Having thus filled up the long blank in my memory, I did not rest until I had satisfactorily accounted for the events of that fateful night. Subsequently I discovered that the violent blow on my head, received in the accident, had produced such an effect on my brain as to render oblivious all the events of my past. From that moment I commenced a second life. One of my fellow-passengers, noticing my injury, was endeavouring to steal the box of bullion, when I shot him dead with my revolver. Afterwards, when I had recovered consciousness, I opened the box, and, secreting part of the money in my pockets, tried to get away unobserved. But I was arrested, tried for murder, and transported. The rest is known.
At my trial I refused to give any account of myself, for the simple reason that I remembered nothing. My mind was an absolute blank. I had lived an entirely different life for ten years, until I accidentally struck my head a violent blow against the corner of a mantelshelf in my drawing-room, causing the memory of my earlier life to return as suddenly as it had fled, and thus leaving a gap of ten years for me to fill.
Mine was an extraordinary case; but, as I afterwards discovered, my duality of brain was by no means unprecedented. Such vagaries of the mind, although rare, are known to medical science.
When, a week afterwards, I returned to Johannesburg—that dusty, noisy City of Mammon—Lena welcomed me warmly. The same evening, after I had explained to her the cause of my sudden disappearance and apparent insanity, she went to her room, and on her return handed me a faded blue envelope, secured by the official seal of the Bank of England.
“This,” she said, “you asked me to keep for you, on the day we were married.”
I glanced at the superscription, and recognised the handwriting.

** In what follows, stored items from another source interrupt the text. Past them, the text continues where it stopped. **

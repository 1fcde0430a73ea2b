// SPDX-License-Identifier: LGPL-2.1-or-later
// Copyright (C) 2025 Distlock Contributors
//
// This file is part of distlock.
//
// distlock is free software: you can redistribute it and/or modify
// it under the terms of the GNU Lesser General Public License as published by
// the Free Software Foundation, either version 2.1 of the License, or
// (at your option) any later version.
//
// distlock is distributed in the hope that it will be useful,
// but WITHOUT ANY WARRANTY; without even the implied warranty of
// MERCHANTABILITY or FITNESS FOR A PARTICULAR PURPOSE. See the
// GNU Lesser General Public License for more details.
//
// You should have received a copy of the GNU Lesser General Public License
// along with distlock. If not, see <https://www.gnu.org/licenses/>.

//! Store contract and capability negotiation.
//!
//! ## Purpose
//! Defines the [`LockStore`] trait every backend implements and the
//! [`Capabilities`] set the [`Lock`](crate::Lock) coordinator uses to pick
//! between native blocking and polling fallback, and between shared and
//! exclusive acquisition.
//!
//! ## Contract
//! For every conforming store:
//! - `save` / `save_read` are idempotent for the same key: re-saving with
//!   the same fencing token succeeds (refreshing the hold). With a
//!   different token on a still-held resource they fail with
//!   [`LockError::Conflicted`].
//! - `delete` is a no-op when the caller is not the current holder; it must
//!   never release a lock owned by another token.
//! - `exists` is true iff the resource is currently held by *this* key's
//!   token, not merely by someone.
//! - `put_off_expiration` fails with [`LockError::Conflicted`] when the
//!   holder changed, otherwise extends the backend deadline by `ttl`.
//! - TTL-aware stores call [`check_not_expired`] after every successful
//!   `save` / `put_off_expiration` round trip.

use std::ops::BitOr;
use std::time::Duration;

use async_trait::async_trait;

use crate::error::{LockError, LockResult};
use crate::key::Key;

/// Capability set advertised by a store.
///
/// Each tier strictly extends the previous one: an `EXPIRING` store is also
/// `PERSISTING`, a `BLOCKING_SHARED` store is also `SHARED`, and so on. The
/// coordinator never invokes an operation the store did not advertise.
#[derive(Debug, Clone, Copy, PartialEq, Eq, Default)]
pub struct Capabilities(u8);

impl Capabilities {
    /// Exclusive write locks, non-blocking: `save`, `put_off_expiration`,
    /// `delete`, `exists`.
    pub const PERSISTING: Capabilities = Capabilities(1);
    /// The backend enforces TTLs and the store performs expiry checking in
    /// `save` / `put_off_expiration`.
    pub const EXPIRING: Capabilities = Capabilities(1 << 1);
    /// Read locks (many readers, one writer): `save_read`.
    pub const SHARED: Capabilities = Capabilities(1 << 2);
    /// Natively blocking exclusive acquisition: `wait_and_save`.
    pub const BLOCKING_EXCLUSIVE: Capabilities = Capabilities(1 << 3);
    /// Natively blocking shared acquisition: `wait_and_save_read`.
    pub const BLOCKING_SHARED: Capabilities = Capabilities(1 << 4);

    /// True when every capability in `other` is present in `self`.
    pub const fn contains(self, other: Capabilities) -> bool {
        self.0 & other.0 == other.0
    }
}

impl BitOr for Capabilities {
    type Output = Capabilities;

    fn bitor(self, rhs: Capabilities) -> Capabilities {
        Capabilities(self.0 | rhs.0)
    }
}

/// A storage backend able to persist lock ownership.
///
/// Implementations advertise their capability set and may leave the
/// operations of tiers they do not support at the default bodies, which
/// fail with [`LockError::InvalidArgument`].
#[async_trait]
pub trait LockStore: Send + Sync {
    /// Stable identity string scoping the per-key state this store writes.
    ///
    /// One constant per store type (not per instance), so a serialized key
    /// can be re-used against another instance of the same backend.
    fn identity(&self) -> &'static str;

    /// The capability set honored by this store.
    fn capabilities(&self) -> Capabilities;

    /// Stores the resource exclusively for `key`, failing with
    /// [`LockError::Conflicted`] when another token holds it.
    async fn save(&self, key: &mut Key) -> LockResult<()>;

    /// Acquires a read lock for stores advertising [`Capabilities::SHARED`].
    async fn save_read(&self, key: &mut Key) -> LockResult<()> {
        let _ = key;
        Err(LockError::InvalidArgument(format!(
            "{} store does not support shared locks",
            self.identity()
        )))
    }

    /// Blocks until the exclusive lock is acquired, for stores advertising
    /// [`Capabilities::BLOCKING_EXCLUSIVE`].
    async fn wait_and_save(&self, key: &mut Key) -> LockResult<()> {
        let _ = key;
        Err(LockError::InvalidArgument(format!(
            "{} store does not support blocking acquisition",
            self.identity()
        )))
    }

    /// Blocks until the read lock is acquired, for stores advertising
    /// [`Capabilities::BLOCKING_SHARED`].
    async fn wait_and_save_read(&self, key: &mut Key) -> LockResult<()> {
        let _ = key;
        Err(LockError::InvalidArgument(format!(
            "{} store does not support blocking shared acquisition",
            self.identity()
        )))
    }

    /// Extends the backend deadline by `ttl`, failing with
    /// [`LockError::Conflicted`] when the holder changed.
    async fn put_off_expiration(&self, key: &mut Key, ttl: Duration) -> LockResult<()>;

    /// Releases the hold identified by `key`'s token. A no-op when the
    /// caller is not the current holder.
    async fn delete(&self, key: &mut Key) -> LockResult<()>;

    /// True iff the resource is currently held by this key's token.
    async fn exists(&self, key: &Key) -> LockResult<bool>;
}

/// Fails with [`LockError::Expired`] when the key's local deadline elapsed.
///
/// TTL-aware stores call this after a successful backend write: a write
/// that lands once the deadline has already passed must be treated as lost,
/// because the backend may reap the entry at any moment.
pub fn check_not_expired(key: &Key) -> LockResult<()> {
    if key.is_expired() {
        return Err(LockError::Expired(key.resource().to_string()));
    }
    Ok(())
}

/// Fails with [`LockError::InvalidTtl`] on a zero TTL.
pub(crate) fn validate_ttl(ttl: Duration) -> LockResult<()> {
    if ttl.is_zero() {
        return Err(LockError::InvalidTtl("TTL must be positive".to_string()));
    }
    Ok(())
}

/// Delay between polling attempts when blocking must be emulated.
///
/// 100ms with ±10% jitter so contenders on a shared backend drift apart
/// instead of retrying in lockstep.
pub(crate) fn retry_delay() -> Duration {
    use rand::Rng;
    Duration::from_millis(rand::thread_rng().gen_range(90..=110))
}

It contained the lost bank-notes!
Placing them in the fire, I watched the flames consume them, and from that night I commenced life afresh.
Jean is my secretary no longer. I effected a compromise with him, and at the present moment, owing to his shrewd business tact, combined with successful speculation, he is one of the most prosperous promoters of the South African mining companies in the City of London.